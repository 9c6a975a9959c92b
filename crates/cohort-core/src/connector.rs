//! The uniform connector contract every member exposes.
//!
//! The federation engine calls remote members exclusively through
//! [`RepositoryConnector`]; the replication processor and archive loader use
//! the same trait against the local store.

use async_trait::async_trait;

use crate::error::CoreError;
use crate::ids::Guid;
use crate::ids::MetadataCollectionId;
use crate::instance::Entity;
use crate::instance::Relationship;
use crate::instance::SearchCriteria;
use crate::typedef::TypeDef;

/// Outcome of a version-conditional save.
#[derive(Debug, Clone, Copy, PartialEq, Eq)]
pub enum SaveOutcome {
    /// The incoming version was newer and is now stored.
    Applied,
    /// The store already held an equal or newer version; nothing changed.
    Stale { stored_version: u64 },
}

impl SaveOutcome {
    pub fn is_applied(self) -> bool {
        self == SaveOutcome::Applied
    }
}

/// Access to one repository's metadata.
///
/// Saves are conditional: an instance is written only when its version is
/// strictly greater than the stored one. Implementations must make the
/// compare and the write atomic per GUID.
#[async_trait]
pub trait RepositoryConnector: Send + Sync {
    /// Metadata collection id of the repository behind this connector.
    fn metadata_collection_id(&self) -> &MetadataCollectionId;

    /// Open any underlying resources.
    async fn start(&self) -> Result<(), CoreError> {
        Ok(())
    }

    /// Release any underlying resources.
    async fn disconnect(&self) -> Result<(), CoreError> {
        Ok(())
    }

    /// Fetch one entity.
    ///
    /// # Returns
    /// `Ok(None)` if the repository holds no copy of the entity.
    async fn get_entity(&self, guid: &Guid) -> Result<Option<Entity>, CoreError>;

    /// Find entities matching `criteria`, at most `limit` of them.
    async fn find_entities(&self, criteria: &SearchCriteria, limit: usize) -> Result<Vec<Entity>, CoreError>;

    async fn get_relationship(&self, guid: &Guid) -> Result<Option<Relationship>, CoreError>;

    /// All relationships with `entity` at either end.
    async fn get_relationships_for_entity(&self, entity: &Guid) -> Result<Vec<Relationship>, CoreError>;

    /// Find relationships matching `criteria`, at most `limit` of them.
    async fn find_relationships(
        &self,
        criteria: &SearchCriteria,
        limit: usize,
    ) -> Result<Vec<Relationship>, CoreError>;

    /// Store `entity` if its version is newer than the stored copy.
    async fn save_entity(&self, entity: Entity) -> Result<SaveOutcome, CoreError>;

    /// Store `relationship` if its version is newer than the stored copy.
    async fn save_relationship(&self, relationship: Relationship) -> Result<SaveOutcome, CoreError>;

    /// Remove an entity copy.
    ///
    /// # Returns
    /// Whether a copy was present.
    async fn remove_entity(&self, guid: &Guid) -> Result<bool, CoreError>;

    /// Remove a relationship copy.
    async fn remove_relationship(&self, guid: &Guid) -> Result<bool, CoreError>;

    /// TypeDefs the repository can store.
    async fn notify_supported_typedefs(&self) -> Result<Vec<TypeDef>, CoreError>;
}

++++++++++++++++++++

### What you will do
The lines to reproduce run from the one containing "a relationship copy." to the last line of the listing; print them exactly, including both ends.

### Expected output
    /// Remove a relationship copy.
    async fn remove_relationship(&self, guid: &Guid) -> Result<bool, CoreError>;

    /// TypeDefs the repository can store.
    async fn notify_supported_typedefs(&self) -> Result<Vec<TypeDef>, CoreError>;
}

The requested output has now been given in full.